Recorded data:
use serde::{Deserialize, Serialize};
use serde_json::{Map, Value};
use std::path::Path;

use super::paths::{portable_uri, with_gz_suffix, with_tbi_suffix};
use crate::error::{PipelineError, Result};

pub const URI_LOCATION: &str = "UriLocation";
pub const REFERENCE_SEQUENCE_TRACK: &str = "ReferenceSequenceTrack";
pub const INDEXED_FASTA_ADAPTER: &str = "IndexedFastaAdapter";
pub const FEATURE_TRACK: &str = "FeatureTrack";
pub const GFF3_TABIX_ADAPTER: &str = "Gff3TabixAdapter";
pub const SYNTENY_TRACK: &str = "SyntenyTrack";
pub const PAF_ADAPTER: &str = "PAFAdapter";

fn empty_object() -> Value {
    Value::Object(Map::new())
}

fn default_session() -> Value {
    serde_json::json!({ "name": "New Session" })
}

/// The JBrowse 2 `config.json` document.
///
/// Only the parts synbrowse edits are typed; everything else the browser
/// CLI writes is carried through `extra` untouched.
#[derive(Debug, Clone, PartialEq, Serialize, Deserialize)]
#[serde(rename_all = "camelCase")]
pub struct BrowserConfig {
    #[serde(default)]
    pub assemblies: Vec<Assembly>,
    #[serde(default)]
    pub tracks: Vec<Track>,
    #[serde(default)]
    pub plugins: Vec<Plugin>,
    #[serde(default = "empty_object")]
    pub configuration: Value,
    #[serde(default)]
    pub connections: Vec<Value>,
    #[serde(default = "default_session")]
    pub default_session: Value,
    #[serde(flatten)]
    pub extra: Map<String, Value>,
}

#[derive(Debug, Clone, PartialEq, Serialize, Deserialize)]
pub struct Assembly {
    pub name: String,
    pub sequence: ReferenceSequence,
    #[serde(flatten)]
    pub extra: Map<String, Value>,
}

#[derive(Debug, Clone, PartialEq, Serialize, Deserialize)]
#[serde(rename_all = "camelCase")]
pub struct ReferenceSequence {
    #[serde(rename = "type")]
    pub kind: String,
    pub track_id: String,
    pub adapter: Adapter,
    #[serde(flatten)]
    pub extra: Map<String, Value>,
}

#[derive(Debug, Clone, PartialEq, Serialize, Deserialize)]
#[serde(rename_all = "camelCase")]
pub struct Track {
    #[serde(rename = "type")]
    pub kind: String,
    pub track_id: String,
    #[serde(default, skip_serializing_if = "Option::is_none")]
    pub name: Option<String>,
    #[serde(default)]
    pub assembly_names: Vec<String>,
    pub adapter: Adapter,
    #[serde(flatten)]
    pub extra: Map<String, Value>,
}

/// Data adapter; the location fields present depend on `kind`
#[derive(Debug, Clone, PartialEq, Default, Serialize, Deserialize)]
#[serde(rename_all = "camelCase")]
pub struct Adapter {
    #[serde(rename = "type")]
    pub kind: String,
    #[serde(default, skip_serializing_if = "Option::is_none")]
    pub fasta_location: Option<Location>,
    #[serde(default, skip_serializing_if = "Option::is_none")]
    pub fai_location: Option<Location>,
    #[serde(default, skip_serializing_if = "Option::is_none")]
    pub gff_gz_location: Option<Location>,
    #[serde(default, skip_serializing_if = "Option::is_none")]
    pub index: Option<IndexLocation>,
    #[serde(default, skip_serializing_if = "Option::is_none")]
    pub paf_location: Option<Location>,
    #[serde(default, skip_serializing_if = "Option::is_none")]
    pub assembly_names: Option<Vec<String>>,
    #[serde(flatten)]
    pub extra: Map<String, Value>,
}

#[derive(Debug, Clone, PartialEq, Serialize, Deserialize)]
#[serde(rename_all = "camelCase")]
pub struct Location {
    pub uri: String,
    #[serde(default = "default_location_type")]
    pub location_type: String,
    #[serde(flatten)]
    pub extra: Map<String, Value>,
}

fn default_location_type() -> String {
    URI_LOCATION.to_string()
}

impl Location {
    pub fn uri(path: &Path) -> Self {
        Self {
            uri: path.to_string_lossy().into_owned(),
            location_type: default_location_type(),
            extra: Map::new(),
        }
    }
}

#[derive(Debug, Clone, PartialEq, Serialize, Deserialize)]
#[serde(rename_all = "camelCase")]
pub struct IndexLocation {
    pub location: Location,
    #[serde(default, skip_serializing_if = "Option::is_none")]
    pub index_type: Option<String>,
    #[serde(flatten)]
    pub extra: Map<String, Value>,
}

/// Plugin declaration as listed in the JBrowse plugin store
#[derive(Debug, Clone, PartialEq, Serialize, Deserialize)]
pub struct Plugin {
    pub name: String,
    pub url: String,
    #[serde(default, skip_serializing_if = "Vec::is_empty")]
    pub authors: Vec<String>,
    #[serde(default, skip_serializing_if = "Option::is_none")]
    pub description: Option<String>,
    #[serde(default, skip_serializing_if = "Option::is_none")]
    pub location: Option<String>,
    #[serde(default, skip_serializing_if = "Option::is_none")]
    pub license: Option<String>,
    #[serde(default, skip_serializing_if = "Option::is_none")]
    pub image: Option<String>,
}

impl Plugin {
    pub fn protein3d() -> Self {
        Self {
            name: "Protein3d".to_string(),
            url: "https://unpkg.com/jbrowse-plugin-protein3d/dist/jbrowse-plugin-protein3d.umd.production.min.js".to_string(),
            authors: vec!["Colin Diesh".to_string()],
            description: Some("View 3-D protein structures in JBrowse 2".to_string()),
            location: Some("https://github.com/cmdcolin/jbrowse-plugin-protein3d".to_string()),
            license: Some("MIT".to_string()),
            image: Some("https://raw.githubusercontent.com/GMOD/jbrowse-plugin-list/main/img/protein3d-fs8.png".to_string()),
        }
    }
}

/// Track id the jbrowse CLI assigns to a `.gz` annotation: the file name minus `.gz`
pub fn annotation_track_id(compressed: &Path) -> String {
    let name = compressed
        .file_name()
        .map(|n| n.to_string_lossy().into_owned())
        .unwrap_or_default();
    name.strip_suffix(".gz").map(str::to_string).unwrap_or(name)
}

pub fn synteny_track_id(query: &str, target: &str) -> String {
    format!("{query}_vs_{target}-synteny")
}

impl Default for BrowserConfig {
    fn default() -> Self {
        Self::minimal()
    }
}

impl BrowserConfig {
    /// Template used when the browser project has no `config.json` yet
    pub fn minimal() -> Self {
        Self {
            assemblies: Vec::new(),
            tracks: Vec::new(),
            plugins: Vec::new(),
            configuration: empty_object(),
            connections: Vec::new(),
            default_session: default_session(),
            extra: Map::new(),
        }
    }

    pub fn assembly(&self, name: &str) -> Option<&Assembly> {
        self.assemblies.iter().find(|a| a.name == name)
    }

    pub fn has_assembly(&self, name: &str) -> bool {
        self.assembly(name).is_some()
    }

    pub fn track(&self, track_id: &str) -> Option<&Track> {
        self.tracks.iter().find(|t| t.track_id == track_id)
    }

    pub fn has_track(&self, track_id: &str) -> bool {
        self.track(track_id).is_some()
    }

    fn require_assemblies(&self, track_id: &str, names: &[String]) -> Result<()> {
        match names.iter().find(|name| !self.has_assembly(name)) {
            Some(missing) => Err(PipelineError::UndeclaredAssembly {
                track: track_id.to_string(),
                assembly: missing.clone(),
            }),
            None => Ok(()),
        }
    }

    /// Add an indexed FASTA assembly unless one with `name` exists.
    /// Returns whether the document changed.
    pub fn ensure_assembly(&mut self, name: &str, sequence: &Path, index: &Path) -> bool {
        if self.has_assembly(name) {
            log::info!("Assembly '{}' is already present in the browser config", name);
            return false;
        }

        self.assemblies.push(Assembly {
            name: name.to_string(),
            sequence: ReferenceSequence {
                kind: REFERENCE_SEQUENCE_TRACK.to_string(),
                track_id: format!("{name}-{REFERENCE_SEQUENCE_TRACK}"),
                adapter: Adapter {
                    kind: INDEXED_FASTA_ADAPTER.to_string(),
                    fasta_location: Some(Location::uri(sequence)),
                    fai_location: Some(Location::uri(index)),
                    ..Adapter::default()
                },
                extra: Map::new(),
            },
            extra: Map::new(),
        });
        log::info!("Added assembly '{}' to the browser config", name);
        true
    }

    /// Add a tabix-indexed GFF3 track on `assembly`
    pub fn ensure_annotation_track(&mut self, assembly: &str, compressed: &Path, index: &Path) -> Result<bool> {
        let track_id = annotation_track_id(compressed);
        if self.has_track(&track_id) {
            log::info!("Track '{}' is already present in the browser config", track_id);
            return Ok(false);
        }

        let assembly_names = vec![assembly.to_string()];
        self.require_assemblies(&track_id, &assembly_names)?;

        self.tracks.push(Track {
            kind: FEATURE_TRACK.to_string(),
            track_id: track_id.clone(),
            name: Some(track_id.clone()),
            assembly_names,
            adapter: Adapter {
                kind: GFF3_TABIX_ADAPTER.to_string(),
                gff_gz_location: Some(Location::uri(compressed)),
                index: Some(IndexLocation {
                    location: Location::uri(index),
                    index_type: Some("TBI".to_string()),
                    extra: Map::new(),
                }),
                ..Adapter::default()
            },
            extra: Map::new(),
        });
        log::info!("Added annotation track '{}' on '{}'", track_id, assembly);
        Ok(true)
    }

    /// Add a two-assembly synteny track backed by a PAF file.
    /// `assemblies` is `[query, target]` in PAF column order.
    pub fn ensure_synteny_track(&mut self, assemblies: [&str; 2], paf: &Path) -> Result<bool> {
        let [query, target] = assemblies;
        let track_id = synteny_track_id(query, target);
        if self.has_track(&track_id) {
            log::info!("Track '{}' is already present in the browser config", track_id);
            return Ok(false);
        }

        let assembly_names = vec![query.to_string(), target.to_string()];
        self.require_assemblies(&track_id, &assembly_names)?;

        self.tracks.push(Track {
            kind: SYNTENY_TRACK.to_string(),
            track_id: track_id.clone(),
            name: Some(format!("{query} vs {target}")),
            assembly_names: assembly_names.clone(),
            adapter: Adapter {
                kind: PAF_ADAPTER.to_string(),
                paf_location: Some(Location::uri(paf)),
                assembly_names: Some(assembly_names),
                ..Adapter::default()
            },
            extra: Map::new(),
        });
        log::info!("Added synteny track '{}'", track_id);
        Ok(true)
    }

    /// Rewrite every file location to be relative to `base_dir` and fix
    /// missing `.gz` / `.gz.tbi` suffixes on annotation tracks.
    pub fn normalize_paths(&mut self, base_dir: &Path) -> std::io::Result<()> {
        for assembly in &mut self.assemblies {
            normalize_adapter(&mut assembly.sequence.adapter, base_dir)?;
        }
        for track in &mut self.tracks {
            if track.adapter.kind == GFF3_TABIX_ADAPTER {
                if let Some(location) = track.adapter.gff_gz_location.as_mut() {
                    location.uri = with_gz_suffix(&location.uri);
                }
                if let Some(index) = track.adapter.index.as_mut() {
                    index.location.uri = with_tbi_suffix(&index.location.uri);
                }
            }
            normalize_adapter(&mut track.adapter, base_dir)?;
        }
        Ok(())
    }

    /// Replace the plugin list wholesale
    pub fn set_plugins(&mut self, plugins: Vec<Plugin>) {
        self.plugins = plugins;
    }
}

fn normalize_adapter(adapter: &mut Adapter, base_dir: &Path) -> std::io::Result<()> {
    let locations = [
        adapter.fasta_location.as_mut(),
        adapter.fai_location.as_mut(),
        adapter.gff_gz_location.as_mut(),
        adapter.paf_location.as_mut(),
        adapter.index.as_mut().map(|index| &mut index.location),
    ];
    for location in locations.into_iter().flatten() {
        location.uri = portable_uri(&location.uri, base_dir)?;
    }
    Ok(())
}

ACTIVITY >> Using only the entries above, output the line with "pub fn normalize_paths(&mut", the line with "for track in", and all lines between them, exactly as they stand.

TASK RESPONSE >>
    pub fn normalize_paths(&mut self, base_dir: &Path) -> std::io::Result<()> {
        for assembly in &mut self.assemblies {
            normalize_adapter(&mut assembly.sequence.adapter, base_dir)?;
        }
        for track in &mut self.tracks {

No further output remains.